Work to complete
Could you return the lines below exactly, from the first line up to and including the line that holds "genome reports: the"?

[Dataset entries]
========================================
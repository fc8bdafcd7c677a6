//! Per-source crawl profiles.

pub mod bbc;
pub mod cbc;
pub mod global;
pub mod guardian;
pub mod nytimes;

pub use bbc::BbcExtractor;
pub use cbc::CbcExtractor;
pub use global::GlobalNewsExtractor;
pub use guardian::GuardianExtractor;
pub use nytimes::NyTimesExtractor;

use crate::app::Result;
use crate::domain::Source;
use crate::extractor::Extractor;

pub fn extractor_for(source: Source) -> Result<Box<dyn Extractor>> {
    Ok(match source {
        Source::Bbc => Box::new(BbcExtractor::new()?),
        Source::GlobalNews => Box::new(GlobalNewsExtractor::new()?),
        Source::Guardian => Box::new(GuardianExtractor::new()?),
        Source::Cbc => Box::new(CbcExtractor::new()?),
        Source::NyTimes => Box::new(NyTimesExtractor::new()?),
    })
}

/// Extractors for `sources`, in the given order, skipping repeats.
pub fn extractors(sources: &[Source]) -> Result<Vec<Box<dyn Extractor>>> {
    let mut seen = Vec::with_capacity(sources.len());
    for source in sources {
        if !seen.contains(source) {
            seen.push(*source);
        }
    }
    seen.into_iter().map(extractor_for).collect()
}
//! Filters over sets of location indices.
//!
//! Two filters restrict the mutation targets a genome reports: the
//! category-code filter keeps only sites whose operation belongs to an
//! allowed operator group, and the coverage filter keeps only sites on
//! lines an external coverage run actually executed. Both are pure over
//! their inputs.

use std::collections::BTreeSet;
use std::path::{Path, PathBuf};

use crate::coverage::CoverageMap;
use crate::error::{Error, Result};
use crate::indexer::LocIndex;
use crate::ops::{self, MutationOp};

/// Filter location indices by two-letter mutation category code.
#[derive(Debug, Clone, Default)]
pub struct CategoryCodeFilter {
    codes: BTreeSet<String>,
}

impl CategoryCodeFilter {
    /// Build a filter from category codes. Unknown codes are a
    /// configuration error, surfaced immediately.
    pub fn new<I, S>(codes: I) -> Result<Self>
    where
        I: IntoIterator<Item = S>,
        S: Into<String>,
    {
        let codes: BTreeSet<String> = codes.into_iter().map(Into::into).collect();
        let invalid: Vec<&String> = codes.iter().filter(|c| !ops::is_valid_code(c)).collect();
        if !invalid.is_empty() {
            return Err(Error::Configuration(format!(
                "invalid category codes: {invalid:?}, valid codes: {:?}",
                ops::valid_codes()
            )));
        }
        Ok(CategoryCodeFilter { codes })
    }

    pub fn codes(&self) -> &BTreeSet<String> {
        &self.codes
    }

    /// All operations belonging to the filter's categories.
    pub fn valid_mutations(&self) -> BTreeSet<MutationOp> {
        ops::OP_GROUPS
            .iter()
            .filter(|g| self.codes.contains(g.category))
            .flat_map(|g| g.operations.iter().copied())
            .collect()
    }

    /// Keep only indices whose operation is in an allowed category. An
    /// empty code set filters nothing.
    pub fn filter(&self, loc_idxs: &BTreeSet<LocIndex>) -> BTreeSet<LocIndex> {
        if self.codes.is_empty() {
            return loc_idxs.clone();
        }
        let valid = self.valid_mutations();
        loc_idxs
            .iter()
            .filter(|l| valid.contains(&l.op_type))
            .cloned()
            .collect()
    }
}

/// Filter location indices down to covered lines.
///
/// The coverage document holds many measured files, so the source file is
/// an argument of `filter` while the document is read once and cached.
#[derive(Debug, Clone)]
pub struct CoverageFilter {
    coverage_file: PathBuf,
    data: Option<CoverageMap>,
}

impl CoverageFilter {
    pub fn new(coverage_file: impl Into<PathBuf>) -> Self {
        CoverageFilter {
            coverage_file: coverage_file.into(),
            data: None,
        }
    }

    pub fn coverage_file(&self) -> &Path {
        &self.coverage_file
    }

    /// The parsed coverage document, loaded lazily.
    ///
    /// Fails with [`Error::CoverageMissing`] when the file does not
    /// exist; callers fall back to the unfiltered target set.
    pub fn data(&mut self) -> Result<&CoverageMap> {
        if self.data.is_none() {
            self.data = Some(CoverageMap::load(&self.coverage_file)?);
        }
        match &self.data {
            Some(map) => Ok(map),
            None => Err(Error::CoverageMissing(self.coverage_file.clone())),
        }
    }

    /// Keep only indices whose line is covered in `source_file`. A
    /// measured file with no recorded lines, or an unmeasured file,
    /// yields an empty set.
    pub fn filter(
        &mut self,
        loc_idxs: &BTreeSet<LocIndex>,
        source_file: &Path,
    ) -> Result<BTreeSet<LocIndex>> {
        let data = self.data()?;
        let covered = data.line_coverage(source_file).cloned().unwrap_or_default();
        Ok(loc_idxs
            .iter()
            .filter(|l| covered.contains(&l.lineno))
            .cloned()
            .collect())
    }
}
========================================
Answer to this task
repository fc8bdafcd7c677a6
//! Per-source crawl profiles.

pub mod bbc;
pub mod cbc;
pub mod global;
pub mod guardian;
pub mod nytimes;

pub use bbc::BbcExtractor;
pub use cbc::CbcExtractor;
pub use global::GlobalNewsExtractor;
pub use guardian::GuardianExtractor;
pub use nytimes::NyTimesExtractor;

use crate::app::Result;
use crate::domain::Source;
use crate::extractor::Extractor;

pub fn extractor_for(source: Source) -> Result<Box<dyn Extractor>> {
    Ok(match source {
        Source::Bbc => Box::new(BbcExtractor::new()?),
        Source::GlobalNews => Box::new(GlobalNewsExtractor::new()?),
        Source::Guardian => Box::new(GuardianExtractor::new()?),
        Source::Cbc => Box::new(CbcExtractor::new()?),
        Source::NyTimes => Box::new(NyTimesExtractor::new()?),
    })
}

/// Extractors for `sources`, in the given order, skipping repeats.
pub fn extractors(sources: &[Source]) -> Result<Vec<Box<dyn Extractor>>> {
    let mut seen = Vec::with_capacity(sources.len());
    for source in sources {
        if !seen.contains(source) {
            seen.push(*source);
        }
    }
    seen.into_iter().map(extractor_for).collect()
}
//! Filters over sets of location indices.
//!
//! Two filters restrict the mutation targets a genome reports: the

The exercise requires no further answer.